Mädchen und Jungen haben ihr neues Domizil in Meinersdorf nach eigenen Vorstellungen verschönert. Dabei gab es viel Unterstützung sowie Tipps und Lob von einem Fachmann.

Meinersdorf.

Ausgerüstet mit Handschuhen, Mundschutz und einem ausgedienten Kittel warten die sechs 12- bis 14-jährigen Jugendlichen auf ihren Einsatz. In einer großen Kiste stehen die Arbeitsmittel, Spraydosen in zahlreichen Farben, bereit. An der Wand ist bereits das Zwischenergebnis von einem Tag Arbeit zu sehen. Auf einer Breite von sechs Metern und mit einer Höhe von zweieinhalb Metern sind auf sechs Tafeln, die in ihrer Gesamtheit als Einheit wirken, bunt glitzernden Nebelschwaden in mystischen Farben zu sehen. Die jungen Graffiti-Künstler sind zufrieden - obwohl für das Gesamtergebnis doch noch etwas fehlt.

In einem eigentlich stillgelegten, mit Unterstützung der Gemeinde Burkhardtsdorf kurzfristig nutzbar gemachten Nebengebäude der ehemaligen Schule Meinersdorf, fand in den vergangenen zwei Tagen das erste Ferienprojekt des Kinder- und Jugendtreffs Regenbogen in seinem neuen Domizil statt. Nach dem Umzug vom ehemaligen Vereinshaus in das Pestalozzihaus wünschten sich die Kinder und Jugendlichen eine Verschönerung der noch kahlen Wände. "Das lässt sich organisieren, soll aber unbedingt eine Gemeinschaftsaktion werden", sagte Steffen Falk, Leiter der Einrichtung.
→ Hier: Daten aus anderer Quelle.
//! Units of work flowing through the pipeline.
//!
//! An [`Item`] names one input together with the import chain that led to
//! it. The chain (`history`, newest first) is what cycle detection and
//! cache scoping key on. Two items with the same input but different
//! [`DependencyType`]s are distinct graph nodes.

/// How an input is referenced by its importer.
#[derive(Debug, Clone, Copy, PartialEq, Eq, Hash)]
pub enum DependencyType {
    Import,
    Export,
    Fetch,
    DynamicImport,
    ServiceWorker,
    WebWorker,
}

/// Coarse classification of a source by path suffix.
#[derive(Debug, Clone, Copy, PartialEq, Eq, Hash, Default)]
pub enum Format {
    Html,
    Style,
    Script,
    Json,
    Wasm,
    Image,
    #[default]
    Unknown,
}

impl Format {
    /// Classify an input by its extension.
    ///
    /// Query strings and fragments are stripped first so remote inputs
    /// classify the same as local paths. Unrecognized suffixes are
    /// [`Format::Unknown`].
    #[must_use]
    pub fn from_input(input: &str) -> Self {
        let path = input.split(['?', '#']).next().unwrap_or(input);
        match path.rsplit('.').next().unwrap_or("") {
            "html" | "htm" => Self::Html,
            "css" => Self::Style,
            "js" | "mjs" | "cjs" | "jsx" | "ts" | "mts" | "tsx" => Self::Script,
            "json" => Self::Json,
            "wasm" => Self::Wasm,
            "png" | "jpg" | "jpeg" | "gif" | "svg" | "ico" | "webp" | "avif" => Self::Image,
            _ => Self::Unknown,
        }
    }
}

/// Raw content of an input or an emitted bundle.
#[derive(Debug, Clone, PartialEq, Eq)]
pub enum Source {
    Text(String),
    Bytes(Vec<u8>),
}

impl Source {
    /// View the content as bytes regardless of variant.
    #[must_use]
    pub fn as_bytes(&self) -> &[u8] {
        match self {
            Self::Text(text) => text.as_bytes(),
            Self::Bytes(bytes) => bytes,
        }
    }

    /// View the content as text, if it is the text variant.
    #[must_use]
    pub fn as_text(&self) -> Option<&str> {
        match self {
            Self::Text(text) => Some(text),
            Self::Bytes(_) => None,
        }
    }

    /// Content length in bytes.
    #[must_use]
    pub fn len(&self) -> usize {
        self.as_bytes().len()
    }

    #[must_use]
    pub fn is_empty(&self) -> bool {
        self.as_bytes().is_empty()
    }
}

impl From<String> for Source {
    fn from(text: String) -> Self {
        Self::Text(text)
    }
}

impl From<&str> for Source {
    fn from(text: &str) -> Self {
        Self::Text(text.to_string())
    }
}

impl From<Vec<u8>> for Source {
    fn from(bytes: Vec<u8>) -> Self {
        Self::Bytes(bytes)
    }
}

/// Final payload for one output file.
pub type Bundle = Source;

/// A unit of work: one input plus the import chain that reached it.
#[derive(Debug, Clone, PartialEq, Eq)]
pub struct Item {
    /// Input identifiers, newest first. `history[0]` is the active input;
    /// the rest is the chain of importers. Never empty.
    pub history: Vec<String>,
    /// How the importer references this input.
    pub kind: DependencyType,
    /// Format derived from the input's extension.
    pub format: Format,
}

impl Item {
    /// Item for an entry input: a one-element history, referenced as a
    /// plain import.
    #[must_use]
    pub fn from_input(input: impl Into<String>) -> Self {
        let input = input.into();
        Self {
            format: Format::from_input(&input),
            history: vec![input],
            kind: DependencyType::Import,
        }
    }

    /// Item for a dependency discovered while processing `parent`: the
    /// dependency becomes the active input, the parent's chain follows.
    #[must_use]
    pub fn dependency(
        input: impl Into<String>,
        kind: DependencyType,
        format: Format,
        parent: &Item,
    ) -> Self {
        let input = input.into();
        let mut history = Vec::with_capacity(parent.history.len() + 1);
        history.push(input);
        history.extend(parent.history.iter().cloned());
        Self {
            history,
            kind,
            format,
        }
    }

    /// The active input.
    #[must_use]
    pub fn input(&self) -> &str {
        self.history.first().map_or("", String::as_str)
    }
}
Die Kinder machten sich Gedanken, redeten und diskutierten über ihr Ideen und einigten sich schließlich darauf, ihre Vorstellung vom Orionnebel an die größte Wand zu bringen. Rund 1350 Lichtjahre liegt der Orionnebel von der Erde entfernt. Er hat eine Ausdehnung von etwa 24 Lichtjahren. Der astronomische Emissionsnebel verbirgt sich im Sternbild des Orion. Mit bloßem Auge sieht man ihn am Himmel lediglich als kleinen, leuchtenden Punkt.
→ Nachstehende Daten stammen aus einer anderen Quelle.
//! Bundle emission stage.
//!
//! Asks plugins for each chunk's payload and stores it under the entry
//! asset's output path. Persistence is the caller's concern; the stage
//! only fills `context.bundles`.

use crate::bundler::Bundler;
use crate::context::Context;
use crate::error::{Error, Result};
use crate::item::Bundle;
use crate::plugin::CreatedBundle;
use indexmap::IndexMap;
use std::path::PathBuf;
use tracing::{debug, info};

/// Emitted payloads in chunk order, keyed by output path.
pub type Bundles = IndexMap<PathBuf, Bundle>;

impl Bundler {
    /// Produce a bundle per chunk in `context.chunks`, in order.
    ///
    /// Chunks reported up to date are logged and skipped, optimizers
    /// included. When `optimize` is set, the stored payload is replaced
    /// by the optimizer chain's result under the same key.
    pub(crate) fn build_bundles(&self, context: &mut Context<'_>) -> Result<()> {
        let chunks = context.chunks.clone();
        for chunk in &chunks {
            match self.create_bundle(chunk, context)? {
                CreatedBundle::UpToDate => {
                    info!(input = %chunk.item.input(), "bundle up to date");
                    debug!(input = %chunk.item.input(), "skipping optimizers");
                }
                CreatedBundle::Output(bundle) => {
                    let input = chunk.item.input();
                    let Some(asset) = context.graph.get(input, chunk.item.kind) else {
                        return Err(Error::MissingAsset {
                            input: input.to_string(),
                        });
                    };
                    let output = asset.output.clone();
                    context.bundles.insert(output.clone(), bundle.clone());
                    if context.optimize {
                        let optimized = self.optimize_bundle(&output, bundle, context)?;
                        context.bundles.insert(output.clone(), optimized);
                    }
                    info!(output = %output.display(), "bundle emitted");
                }
            }
        }
        Ok(())
    }
}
Mit Nico Roth aus Adorf im Vogtland holten sich die Nachwuchs-Sprayer einen Fachmann in den Bereichen Graffiti, Airbrush, Objektgestaltung nach Meinersdorf. Der freischaffende Künstler fertigte einen groben Entwurf. Nur das Maskottchen von Meinersdorf, die "Zisch" arbeitete er konkret aus. Denn das Wappentier muss unbedingt mit aufs Bild, da war sich die Gruppe einig. Nach einigen Testversuchen mit dem noch unbekannten Objekt Farbdose wurde es schließlich ernst. "Es macht zwar Spaß, aber man muss schon mal ein bisschen üben, um ein Gefühl für das Sprayen zu bekommen", sagte zum Beispiel Graffiti-Neuling Emma. Gesprüht wurde das Wandbild schließlich auf sechs Tafeln aus dem Messebau mit schwarzem Hintergrund. Als besonderen Hingucker werden helle Punkte auf dem Gesamtkunstwerk nach dem Anbringen an der Wand indirekt beleuchtet.
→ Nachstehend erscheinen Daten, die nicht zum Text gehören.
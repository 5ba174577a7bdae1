use std::io;
use std::path::PathBuf;
use thiserror::Error;

/// Core error type for skiff pipeline operations.
#[derive(Error, Debug)]
pub enum Error {
    /// No plugin claimed a required hook for an input.
    #[error("no plugin handles `{operation}` for {input}")]
    NoPlugin {
        operation: &'static str,
        input: String,
    },

    /// A resource required by the pipeline does not exist.
    #[error("file not found: {0}")]
    FileNotFound(String),

    /// An import chain loops back onto one of its ancestors.
    ///
    /// The chain lists the full path, ending with the repeated input.
    #[error("circular dependency: {}", .chain.join(" -> "))]
    CircularDependency { chain: Vec<String> },

    /// A plugin hook failed for reasons of its own.
    #[error("[{plugin}] {hook}: {message}")]
    Plugin {
        plugin: String,
        hook: &'static str,
        message: String,
    },

    /// A filesystem stat failed with something other than not-found.
    #[error("failed to stat {path}: {source}")]
    Stat {
        path: PathBuf,
        #[source]
        source: io::Error,
    },

    /// A chunk references an input the graph never produced an asset for.
    #[error("no asset in graph for {input}")]
    MissingAsset { input: String },

    #[error("IO error: {0}")]
    Io(#[from] io::Error),
}

impl Error {
    /// Construct a plugin failure with the standard `[name] hook: message` shape.
    #[must_use]
    pub fn plugin(plugin: impl Into<String>, hook: &'static str, message: impl Into<String>) -> Self {
        Self::Plugin {
            plugin: plugin.into(),
            hook,
            message: message.into(),
        }
    }

    /// Whether this error is a missing-file condition.
    ///
    /// Freshness checks and cache stats recover from exactly this case;
    /// everything else propagates.
    #[must_use]
    pub fn is_not_found(&self) -> bool {
        match self {
            Self::FileNotFound(_) => true,
            Self::Io(source) => source.kind() == io::ErrorKind::NotFound,
            Self::Stat { source, .. } => source.kind() == io::ErrorKind::NotFound,
            _ => false,
        }
    }
}

/// Result alias used throughout the pipeline.
pub type Result<T> = std::result::Result<T, Error>;
//! Graph nodes and the dependency graph.
//!
//! An [`Asset`] is the record a plugin produces for one item: where to
//! read it from, where it will be written, and what it depends on. The
//! [`Graph`] indexes assets by `(input, dependency type)` so that one
//! input referenced in two ways (say, statically and dynamically) keeps
//! two distinct nodes.

use crate::item::{DependencyType, Format};
use indexmap::IndexMap;
use std::path::PathBuf;

/// Classification of a single outbound dependency edge.
#[derive(Debug, Clone, Copy, PartialEq, Eq)]
pub struct Dependency {
    pub kind: DependencyType,
    pub format: Format,
}

/// Dependencies of one kind, keyed by input, in the order the producing
/// plugin reported them.
pub type DependencyMap = IndexMap<String, Dependency>;

/// Two-level dependency buckets: kind, then input. Bucket iteration order
/// and entry iteration order are both insertion order.
pub type Dependencies = IndexMap<DependencyType, DependencyMap>;

/// Metadata record describing one graph node.
#[derive(Debug, Clone, PartialEq)]
pub struct Asset {
    /// The source identifier (path or URL).
    pub input: String,
    /// Resolved local path the content is read from.
    pub file_path: PathBuf,
    /// Destination path the bundler will write to.
    pub output: PathBuf,
    /// Outbound dependency edges, bucketed by kind.
    pub dependencies: Dependencies,
    /// How the importer references this asset.
    pub kind: DependencyType,
    /// Format of the underlying source.
    pub format: Format,
}

impl Asset {
    /// Iterate all dependency edges, flattened across kind buckets,
    /// preserving insertion order.
    pub fn flat_dependencies(&self) -> impl Iterator<Item = (&str, &Dependency)> {
        self.dependencies
            .values()
            .flat_map(|bucket| bucket.iter().map(|(input, dep)| (input.as_str(), dep)))
    }
}

/// The dependency graph: input, then dependency type, then asset.
#[derive(Debug, Clone, Default)]
pub struct Graph {
    entries: IndexMap<String, IndexMap<DependencyType, Asset>>,
}

impl Graph {
    #[must_use]
    pub fn new() -> Self {
        Self::default()
    }

    /// Store an asset under `(input, kind)`, replacing any previous one.
    pub fn insert(&mut self, input: String, kind: DependencyType, asset: Asset) {
        self.entries.entry(input).or_default().insert(kind, asset);
    }

    /// Look up the asset for `(input, kind)`.
    #[must_use]
    pub fn get(&self, input: &str, kind: DependencyType) -> Option<&Asset> {
        self.entries.get(input).and_then(|assets| assets.get(&kind))
    }

    #[must_use]
    pub fn contains(&self, input: &str, kind: DependencyType) -> bool {
        self.get(input, kind).is_some()
    }

    /// All assets recorded for an input, across dependency types.
    #[must_use]
    pub fn assets(&self, input: &str) -> Option<&IndexMap<DependencyType, Asset>> {
        self.entries.get(input)
    }

    /// Inputs in first-seen order.
    pub fn inputs(&self) -> impl Iterator<Item = &str> {
        self.entries.keys().map(String::as_str)
    }

    pub fn iter(&self) -> impl Iterator<Item = (&str, &IndexMap<DependencyType, Asset>)> {
        self.entries
            .iter()
            .map(|(input, assets)| (input.as_str(), assets))
    }

    /// Number of distinct inputs.
    #[must_use]
    pub fn len(&self) -> usize {
        self.entries.len()
    }

    #[must_use]
    pub fn is_empty(&self) -> bool {
        self.entries.is_empty()
    }
}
Unter dem Motto "Wir sind hier gern zu Hause" wird das Graffiti Projekt Meinersdorf mit einer Umsetzung in Höhe von 1500 Euro von zwei Energiedienstleistern (EnviaM und Mitgas) gefördert. Die Präventionstage bestehen aus einem Aufklärungs- und einem Praxisteil. So erklärte Nico Roth etwa die Konsequenzen des verbotenen Besprühens von Flächen.

Beim Orionnebel konnten die jungen Leute dafür unbesorgt loslegen und ihrer Fantasie freien Lauf lassen. Die Nähe zur Wand, das Erreichen von Spezialeffekten wie Sprühnebel mit verschiedenen Farbnuancen und das Einbinden der Ziege in die Weltraumatmosphäre waren dabei ganz spezielle Herausforderungen, die durch Tipps von Nico Roth, aber auch durch Ausprobieren gemeistert wurden. "Die Jugendlichen haben unglaublich schnell gelernt. Ich war bei dem Projekt nur Berater. Von dem Ergebnis bin ich absolut begeistert und beeindruckt", sagt Nico Roth.